I walked up through the town and up along the path towards the Church of St. John, and watched the sunlight slowly get stronger over the lake and light up the church. I then entered the church yard and found a rock overhanging the lake which I sat on just soaking up the warmth of the sun and the peaceful atmosphere, with only the sound of the odd boat passing by underneath. I could have stayed here for a long time, but after an hour or so and deciding that being covered in ants wasn’t such a great thing, I returned to the town to find the bus to Struga.
The bus to Struga supposedly left from the bus stop at the top of the road from my room. After briefly being distracted by the Albanian van labelled ‘Wacker’, I stood by the bus stop and waited. Several buses came and went, none seemingly to Struga. Full of anticipation for my day trip, I eventually ended up being squashed in the back of a taxi with a family of three and an old man. Not being quite what I planned, but costing me the same as the bus would have, we drove up the side of the lake towards Struga on the empty roads, and I was dropped off in the town centre.
I wandered down the main street, busy with people in the cafes and shops. I reached a wide bridge which crossed a river, and wandered down the side towards Lake Ohrid. It seemed like quite a pleasant little town, especially in the sun, smaller than Ohrid but fairly bustling. Being nearly on the border with Albania, many signs were in both Macedonian and Albanian and there was a slightly different feel here than in Ohrid. It wasn’t long until I reached the lake, and found an area surrounded by reeds, full of frogs, which I stood watching for a while until a man came up to me and started talking to me. We ended up conversing in pidgin French, asking where I was from and so on, then he started asking me to go for a coffee and my phone number, so I had to make a break for it saying no sorry, until he eventually left me alone.
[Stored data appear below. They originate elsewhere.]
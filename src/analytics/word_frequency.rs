//! Repeated-word analysis over translated titles

use lazy_static::lazy_static;
use regex::Regex;
use std::collections::HashMap;

use crate::models::WordCount;

lazy_static! {
    // Anything that is not a word char, whitespace or apostrophe
    static ref PUNCTUATION: Regex = Regex::new(r"[^\w\s']").expect("Invalid regex pattern");
}

/// Lowercased tokens of `text`, punctuation replaced by spaces
pub fn tokenize(text: &str) -> Vec<String> {
    PUNCTUATION
        .replace_all(text, " ")
        .to_lowercase()
        .split_whitespace()
        .map(str::to_string)
        .collect()
}

/// Count tokens across texts, keeping those seen at least `min_count` times
///
/// Ordered by descending count, ties by first appearance.
pub fn word_frequency<'a, I>(texts: I, min_count: usize) -> Vec<WordCount>
where
    I: IntoIterator<Item = &'a str>,
{
    let mut counts: HashMap<String, (usize, usize)> = HashMap::new();
    let mut next_rank = 0;

    for text in texts {
        for token in tokenize(text) {
            let entry = counts.entry(token).or_insert_with(|| {
                next_rank += 1;
                (0, next_rank)
            });
            entry.0 += 1;
        }
    }

    let mut repeated: Vec<(String, usize, usize)> = counts
        .into_iter()
        .filter(|(_, (count, _))| *count >= min_count)
        .map(|(word, (count, rank))| (word, count, rank))
        .collect();
    repeated.sort_by(|a, b| b.1.cmp(&a.1).then(a.2.cmp(&b.2)));

    repeated
        .into_iter()
        .map(|(word, count, _)| WordCount { word, count })
        .collect()
}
A bit annoyed and disrupted, I walked along the lake and found a beach, pebbly but almost empty and with the feel of an out of season resort, which I guess it was.
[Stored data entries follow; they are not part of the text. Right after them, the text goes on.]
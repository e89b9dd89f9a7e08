//! Configuration management for the tribuna scraper
//!
//! This module handles loading and validating configuration from environment
//! variables and TOML files. Credentials for the remote hub are always read
//! from the environment when the file leaves them empty.

use anyhow::{Context, Result};
use serde::{Deserialize, Serialize};
use std::path::{Path, PathBuf};
use std::time::Duration;

use crate::models::EnvironmentSpec;

/// Main configuration structure
#[derive(Debug, Clone, Serialize, Deserialize)]
#[serde(default)]
pub struct Config {
    /// Remote WebDriver hub
    pub hub: HubConfig,

    /// Navigation, collection and extraction settings
    pub scrape: ScrapeConfig,

    /// Title translation
    pub translation: TranslationConfig,

    /// Image download settings
    pub images: ImageConfig,

    /// Logging configuration
    pub logging: LoggingConfig,

    /// Run-level behavior
    pub run: RunConfig,

    /// Environment matrix, one session each
    pub environments: Vec<EnvironmentSpec>,
}

/// Remote hub configuration
#[derive(Debug, Clone, Serialize, Deserialize)]
#[serde(default)]
pub struct HubConfig {
    /// WebDriver endpoint URL
    pub url: String,

    /// Account identity (optional for local endpoints)
    pub username: Option<String>,

    /// Account secret (optional for local endpoints)
    pub access_key: Option<String>,

    /// Capability key the provider option block is sent under
    pub provider_options_key: String,

    /// Send out-of-band pass/fail status at the end of each session
    pub report_status: bool,

    /// Timeout for every protocol round trip, in seconds
    pub request_timeout_secs: u64,
}

/// What to do when one item page cannot be loaded
#[derive(Debug, Clone, Copy, PartialEq, Eq, Serialize, Deserialize)]
#[serde(rename_all = "snake_case")]
pub enum ExtractionPolicy {
    /// Fail the whole session, keeping items extracted so far
    AbortSession,
    /// Log the failure and continue with the next link
    SkipItem,
}

/// Scraping configuration
#[derive(Debug, Clone, Serialize, Deserialize)]
#[serde(default)]
pub struct ScrapeConfig {
    /// Landing page URL
    pub base_url: String,

    /// Link texts identifying the section (any locale, matched case-insensitively)
    pub section_phrases: Vec<String>,

    /// URL path segment identifying section and item pages
    pub section_path: String,

    /// Button texts identifying a consent dialog's accept control
    pub consent_phrases: Vec<String>,

    /// Try to dismiss the consent dialog
    pub dismiss_consent: bool,

    /// Maximum number of items per session and in the aggregate
    pub target_count: usize,

    /// Upper bound for element polling, in seconds
    pub wait_timeout_secs: u64,

    /// Interval between element polls, in milliseconds
    pub poll_interval_ms: u64,

    /// Pause after clicking a menu toggle, in milliseconds
    pub menu_settle_ms: u64,

    /// Extra attempts for the landing page load
    pub page_load_retries: u32,

    /// Behavior when an item page is unreachable
    pub extraction_policy: ExtractionPolicy,
}

/// Translation configuration
#[derive(Debug, Clone, Serialize, Deserialize)]
#[serde(default)]
pub struct TranslationConfig {
    /// Translate titles at all
    pub enabled: bool,

    /// Translation endpoint URL
    pub endpoint: String,

    /// Source language code
    pub source: String,

    /// Target language code
    pub target: String,

    /// Request timeout in seconds
    pub timeout_secs: u64,
}

/// Image download configuration
#[derive(Debug, Clone, Serialize, Deserialize)]
#[serde(default)]
pub struct ImageConfig {
    /// Output directory
    pub dir: PathBuf,

    /// File name prefix (`{prefix}_{index}.{ext}`)
    pub prefix: String,

    /// Download timeout in seconds
    pub timeout_secs: u64,
}

/// Logging configuration
#[derive(Debug, Clone, Serialize, Deserialize)]
#[serde(default)]
pub struct LoggingConfig {
    /// Log level (trace, debug, info, warn, error)
    pub level: String,

    /// Log format (text, json)
    pub format: String,
}

/// Exit status policy for the batch
#[derive(Debug, Clone, Copy, PartialEq, Eq, Serialize, Deserialize)]
#[serde(rename_all = "snake_case")]
pub enum ExitPolicy {
    /// Always exit successfully; failures only appear in the summary
    AlwaysSuccess,
    /// Exit with failure if any session failed
    FailOnAnySession,
    /// Exit with failure only if every session failed
    FailOnAllSessions,
}

impl ExitPolicy {
    /// Decide whether the run counts as failed
    #[must_use]
    pub fn is_failure(&self, passed: usize, failed: usize) -> bool {
        match self {
            Self::AlwaysSuccess => false,
            Self::FailOnAnySession => failed > 0,
            Self::FailOnAllSessions => passed == 0,
        }
    }
}

/// Run-level configuration
#[derive(Debug, Clone, Serialize, Deserialize)]
#[serde(default)]
pub struct RunConfig {
    pub exit_policy: ExitPolicy,

    /// Minimum occurrences for a word to appear in the frequency report
    pub min_word_count: usize,
}

impl Default for HubConfig {
    fn default() -> Self {
        Self {
            url: String::from("https://hub.browserstack.com/wd/hub"),
            username: None,
            access_key: None,
            provider_options_key: String::from("bstack:options"),
            report_status: true,
            request_timeout_secs: 90,
        }
    }
}

impl Default for ScrapeConfig {
    fn default() -> Self {
        Self {
            base_url: String::from("https://elpais.com/"),
            section_phrases: vec![String::from("opinión"), String::from("opinion")],
            section_path: String::from("/opinion/"),
            consent_phrases: vec![String::from("accept"), String::from("acept")],
            dismiss_consent: true,
            target_count: 5,
            wait_timeout_secs: 12,
            poll_interval_ms: 500,
            menu_settle_ms: 1000,
            page_load_retries: 2,
            extraction_policy: ExtractionPolicy::AbortSession,
        }
    }
}

impl Default for TranslationConfig {
    fn default() -> Self {
        Self {
            enabled: true,
            endpoint: String::from("https://translate.googleapis.com/translate_a/single"),
            source: String::from("es"),
            target: String::from("en"),
            timeout_secs: 15,
        }
    }
}

impl Default for ImageConfig {
    fn default() -> Self {
        Self {
            dir: PathBuf::from("article_images"),
            prefix: String::from("article"),
            timeout_secs: 10,
        }
    }
}

impl Default for LoggingConfig {
    fn default() -> Self {
        Self {
            level: String::from("info"),
            format: String::from("text"),
        }
    }
}

impl Default for RunConfig {
    fn default() -> Self {
        Self {
            exit_policy: ExitPolicy::AlwaysSuccess,
            min_word_count: 2,
        }
    }
}

impl Default for Config {
    fn default() -> Self {
        Self {
            hub: HubConfig::default(),
            scrape: ScrapeConfig::default(),
            translation: TranslationConfig::default(),
            images: ImageConfig::default(),
            logging: LoggingConfig::default(),
            run: RunConfig::default(),
            environments: default_environments(),
        }
    }
}

/// Default five-way matrix: three desktop browsers and two real devices
pub fn default_environments() -> Vec<EnvironmentSpec> {
    vec![
        EnvironmentSpec::desktop("chrome", Some("latest"), "Windows", "11", "Chrome Test"),
        EnvironmentSpec::desktop("firefox", Some("latest"), "Windows", "11", "Firefox Test"),
        EnvironmentSpec::desktop("edge", Some("latest"), "Windows", "11", "Edge Test"),
        EnvironmentSpec::device("chrome", "Samsung Galaxy S22", "12", None, "Android Chrome Test"),
        EnvironmentSpec::device(
            "chrome",
            "iPhone 14",
            "16",
            Some("iOS"),
            "iPhone 14 Chrome Test",
        ),
    ]
}

impl Config {
    /// Load configuration from environment variables on top of the defaults
    pub fn from_env() -> Result<Self> {
        let mut config = Self::default();
        config.apply_env();
        Ok(config)
    }

    /// Load configuration from a TOML file, then fill credentials from the environment
    pub fn from_file(path: &Path) -> Result<Self> {
        let content = std::fs::read_to_string(path)
            .with_context(|| format!("Failed to read config file: {}", path.display()))?;

        let mut config: Self = toml::from_str(&content)
            .with_context(|| format!("Failed to parse TOML config file: {}", path.display()))?;

        config.apply_env();
        Ok(config)
    }

    fn apply_env(&mut self) {
        if let Ok(username) = std::env::var("BROWSERSTACK_USERNAME") {
            if self.hub.username.as_deref().map_or(true, str::is_empty) {
                self.hub.username = Some(username);
            }
        }

        if let Ok(key) = std::env::var("BROWSERSTACK_ACCESS_KEY") {
            if self.hub.access_key.as_deref().map_or(true, str::is_empty) {
                self.hub.access_key = Some(key);
            }
        }

        if let Ok(url) = std::env::var("TRIBUNA_HUB_URL") {
            self.hub.url = url;
        }

        if let Some(count) = std::env::var("TRIBUNA_TARGET_COUNT")
            .ok()
            .and_then(|v| v.parse::<usize>().ok())
        {
            self.scrape.target_count = count;
        }

        if let Some(secs) = std::env::var("TRIBUNA_WAIT_TIMEOUT")
            .ok()
            .and_then(|v| v.parse::<u64>().ok())
        {
            self.scrape.wait_timeout_secs = secs;
        }

        if let Ok(dir) = std::env::var("TRIBUNA_IMAGE_DIR") {
            self.images.dir = PathBuf::from(dir);
        }

        if let Ok(level) = std::env::var("TRIBUNA_LOG_LEVEL") {
            self.logging.level = level;
        }

        if let Ok(format) = std::env::var("TRIBUNA_LOG_FORMAT") {
            self.logging.format = format;
        }
    }

    /// Validate configuration values
    pub fn validate(&self) -> Result<()> {
        url::Url::parse(&self.hub.url).context("hub.url is not a valid URL")?;
        url::Url::parse(&self.scrape.base_url).context("scrape.base_url is not a valid URL")?;

        if self.scrape.section_phrases.is_empty() {
            anyhow::bail!("scrape.section_phrases must not be empty");
        }

        if self.scrape.section_path.is_empty() {
            anyhow::bail!("scrape.section_path must not be empty");
        }

        if self.scrape.poll_interval_ms == 0 {
            anyhow::bail!("scrape.poll_interval_ms must be greater than 0");
        }

        if self.hub.request_timeout_secs == 0 {
            anyhow::bail!("hub.request_timeout_secs must be greater than 0");
        }

        if self.images.prefix.is_empty() {
            anyhow::bail!("images.prefix must not be empty");
        }

        let mut labels = std::collections::HashSet::new();
        for env in &self.environments {
            if !labels.insert(env.label.as_str()) {
                anyhow::bail!("duplicate environment label: {}", env.label);
            }
        }

        Ok(())
    }

    /// Whether credentials for the hub are present
    #[must_use]
    pub fn has_credentials(&self) -> bool {
        self.hub.username.as_deref().is_some_and(|u| !u.is_empty())
            && self.hub.access_key.as_deref().is_some_and(|k| !k.is_empty())
    }

    #[must_use]
    pub fn wait_timeout(&self) -> Duration {
        Duration::from_secs(self.scrape.wait_timeout_secs)
    }

    #[must_use]
    pub fn poll_interval(&self) -> Duration {
        Duration::from_millis(self.scrape.poll_interval_ms)
    }

    #[must_use]
    pub fn request_timeout(&self) -> Duration {
        Duration::from_secs(self.hub.request_timeout_secs)
    }
}

#[cfg(test)]
mod tests {
    use super::*;

    #[test]
    fn test_default_config_is_valid() {
        let config = Config::default();
        assert!(config.validate().is_ok());
        assert_eq!(config.environments.len(), 5);
        assert_eq!(config.scrape.target_count, 5);
    }

    #[test]
    fn test_invalid_poll_interval() {
        let mut config = Config::default();
        config.scrape.poll_interval_ms = 0;
        assert!(config.validate().is_err());
    }

    #[test]
    fn test_duplicate_labels_rejected() {
        let mut config = Config::default();
        let first = config.environments[0].clone();
        config.environments.push(first);
        assert!(config.validate().is_err());
    }

    #[test]
    fn test_timeout_conversion() {
        let config = Config::default();
        assert_eq!(config.wait_timeout(), Duration::from_secs(12));
        assert_eq!(config.poll_interval(), Duration::from_millis(500));
    }

    #[test]
    fn test_exit_policy() {
        assert!(!ExitPolicy::AlwaysSuccess.is_failure(0, 5));
        assert!(ExitPolicy::FailOnAnySession.is_failure(4, 1));
        assert!(!ExitPolicy::FailOnAnySession.is_failure(5, 0));
        assert!(ExitPolicy::FailOnAllSessions.is_failure(0, 5));
        assert!(!ExitPolicy::FailOnAllSessions.is_failure(1, 4));
    }

    #[test]
    fn test_partial_toml_uses_defaults() {
        let config: Config = toml::from_str(
            r#"
            [scrape]
            target_count = 3
            extraction_policy = "skip_item"

            [run]
            exit_policy = "fail_on_all_sessions"
            "#,
        )
        .unwrap();

        assert_eq!(config.scrape.target_count, 3);
        assert_eq!(config.scrape.extraction_policy, ExtractionPolicy::SkipItem);
        assert_eq!(config.run.exit_policy, ExitPolicy::FailOnAllSessions);
        assert_eq!(config.scrape.base_url, "https://elpais.com/");
        assert_eq!(config.environments.len(), 5);
    }
}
I lay down on the beach soaking up the sun, slowly watching the clouds come over the mountains until they covered the sun and it was too cold to stay there anymore. I walked back into the town along the other side of the river, reaching the crumbling town square.
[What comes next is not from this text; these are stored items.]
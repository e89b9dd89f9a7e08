//! Title translation
//!
//! Translation is an enrichment step: every failure degrades to an empty
//! translated title plus a [`StepOutcome::FailedNonFatal`] and never fails the
//! session. The entry point builds one translator and hands an
//! `Arc<dyn Translator>` to every session.

use anyhow::{Context, Result};
use async_trait::async_trait;
use reqwest::Client;
use serde_json::Value;
use std::time::Duration;

use crate::config::TranslationConfig;
use crate::models::StepOutcome;
use crate::utils::error::TranslationError;

/// Translates short texts between two fixed languages
#[async_trait]
pub trait Translator: Send + Sync {
    async fn translate(&self, text: &str) -> Result<String, TranslationError>;
}

/// Client for the public `translate_a/single` endpoint
pub struct GoogleTranslator {
    client: Client,
    config: TranslationConfig,
}

impl GoogleTranslator {
    /// Create a translator with default config (Spanish to English)
    pub fn new() -> Result<Self> {
        Self::with_config(TranslationConfig::default())
    }

    pub fn with_config(config: TranslationConfig) -> Result<Self> {
        let client = Client::builder()
            .timeout(Duration::from_secs(config.timeout_secs))
            .build()
            .context("Failed to create HTTP client")?;

        Ok(Self { client, config })
    }

    /// Concatenate the translated segments of a `[[["seg", "src", ...], ...], ...]` body
    fn parse_segments(body: &Value) -> Result<String, TranslationError> {
        let segments = body
            .get(0)
            .and_then(Value::as_array)
            .ok_or_else(|| TranslationError::Malformed("missing segment list".to_string()))?;

        let translated: String = segments
            .iter()
            .filter_map(|segment| segment.get(0).and_then(Value::as_str))
            .collect();

        if translated.is_empty() && !segments.is_empty() {
            return Err(TranslationError::Malformed(
                "segments carry no translated text".to_string(),
            ));
        }

        Ok(translated)
    }
}

#[async_trait]
impl Translator for GoogleTranslator {
    async fn translate(&self, text: &str) -> Result<String, TranslationError> {
        if text.trim().is_empty() {
            return Ok(text.to_string());
        }

        let response = self
            .client
            .get(&self.config.endpoint)
            .query(&[
                ("client", "gtx"),
                ("sl", self.config.source.as_str()),
                ("tl", self.config.target.as_str()),
                ("dt", "t"),
                ("q", text),
            ])
            .send()
            .await?;

        if !response.status().is_success() {
            return Err(TranslationError::Status(response.status().as_u16()));
        }

        let body: Value = response
            .json()
            .await
            .map_err(|e| TranslationError::Malformed(e.to_string()))?;

        Self::parse_segments(&body)
    }
}

/// Translate an optional title, degrading every failure to an empty string
pub async fn translate_title(
    translator: Option<&dyn Translator>,
    title: Option<&str>,
) -> (String, StepOutcome) {
    let (Some(translator), Some(title)) = (translator, title) else {
        return (String::new(), StepOutcome::NotAttempted);
    };

    match translator.translate(title).await {
        Ok(translated) => (translated, StepOutcome::Succeeded),
        Err(e) => {
            tracing::warn!(title = %title, error = %e, "Title translation failed");
            (String::new(), StepOutcome::failed(e))
        }
    }
}
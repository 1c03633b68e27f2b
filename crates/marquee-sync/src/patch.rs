//! Optimistic patches as explicit, replayable values.

use marquee_core::{EntityId, Page, Record};

/// A speculative local edit applied ahead of server confirmation.
///
/// Patches are plain values and applying one is a pure function, so the
/// same patch can be applied to several cached views and reasoned about
/// without a live cache.
#[derive(Debug, Clone)]
pub enum PatchOp<T: Record> {
    /// Append a provisional entity (carrying a local id) to a collection.
    Insert { entity: T },
    /// Apply a partial payload to one entity wherever it appears.
    Update { id: EntityId, patch: T::Patch },
    /// Remove one entity wherever it appears.
    Remove { id: EntityId },
    /// Replace a collection's rows wholesale; reorders resolve to this.
    Replace { items: Vec<T> },
}

impl<T: Record> PatchOp<T> {
    /// Apply the patch to a collection page, keeping the page's counters
    /// consistent with the visible rows.
    pub fn apply_to_page(&self, page: &Page<T>) -> Page<T> {
        let mut next = page.clone();
        match self {
            PatchOp::Insert { entity } => {
                next.items.push(entity.clone());
                next.total_count += 1;
            }
            PatchOp::Update { id, patch } => {
                for item in &mut next.items {
                    if item.id() == *id {
                        *item = item.with_patch(patch);
                    }
                }
            }
            PatchOp::Remove { id } => {
                let before = next.items.len();
                next.items.retain(|item| item.id() != *id);
                let removed = (before - next.items.len()) as u64;
                next.total_count = next.total_count.saturating_sub(removed);
            }
            PatchOp::Replace { items } => {
                next.items = items.clone();
            }
        }
        next
    }

    /// Apply the patch to a detail entity. `None` means the entity is gone
    /// and its entry should be evicted.
    pub fn apply_to_item(&self, item: &T) -> Option<T> {
        match self {
            PatchOp::Update { id, patch } if item.id() == *id => Some(item.with_patch(patch)),
            PatchOp::Remove { id } if item.id() == *id => None,
            _ => Some(item.clone()),
        }
    }
}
Finding Cafe Lady Di was a bit of an intrigue.


Wandering around taking pictures, someone started shouting at me, and already being wound up from the man earlier, the progressive decline in good weather, and general lack of things to do, I decided it was time to get out of this place. This was easier said than done, having got a taxi here, I didn’t know where the bus would have dropped me and thus where I needed to go to get back on one. I had a basic map that showed a bus station north of the centre, so I headed up the main road towards it, and the rain started to fall. It seemed to take forever along this road, and I eventually reached a huge truck road, which didn’t look very pedestrian friendly, but there seemed to be a flow of people going in the direction of the ‘bus station’, so I followed this route, narrowly avoiding being hit by the huge lorries speeding down it. I never did find the bus and, even more annoyed, walked back into the town, found a taxi, and paid the 300 denar (about £4) to get back to Ohrid.
Getting back to Ohrid was like going home. With the sun returning I went for a walk, going up to the Kale, but this time around it and through the woods on the other side going down the hill towards the lake. This involved trying to avoid a large group of Italian students (who seem to get everywhere), but once I’d got away from them I had the place to myself. It got a bit slippery with the pine needles, but I found a route through and a view of the lake and part of the new town, where a football match was going on. Further along was a nice ledge above the cliffs, where I sat for a while, noticing a secluded beach hidden down beneath the rocks, with a random dog walking around it. Thinking I was the only one here, my peace was interrupted by a small group of local children running down the hill towards this beach. The sun was going down, and not knowing exactly where I was and not wanting to get lost here, strolled back in the direction of the familiar church I had spent the morning sitting by. This time I sat slightly above the church, but with a magnificent view of the lake and the setting sun, it was very peaceful and serene yet again. There seemed to be a rainbow circling the sun, something I’ve never seen before, whether it was something to do with the water or the thin clouds I’m not sure.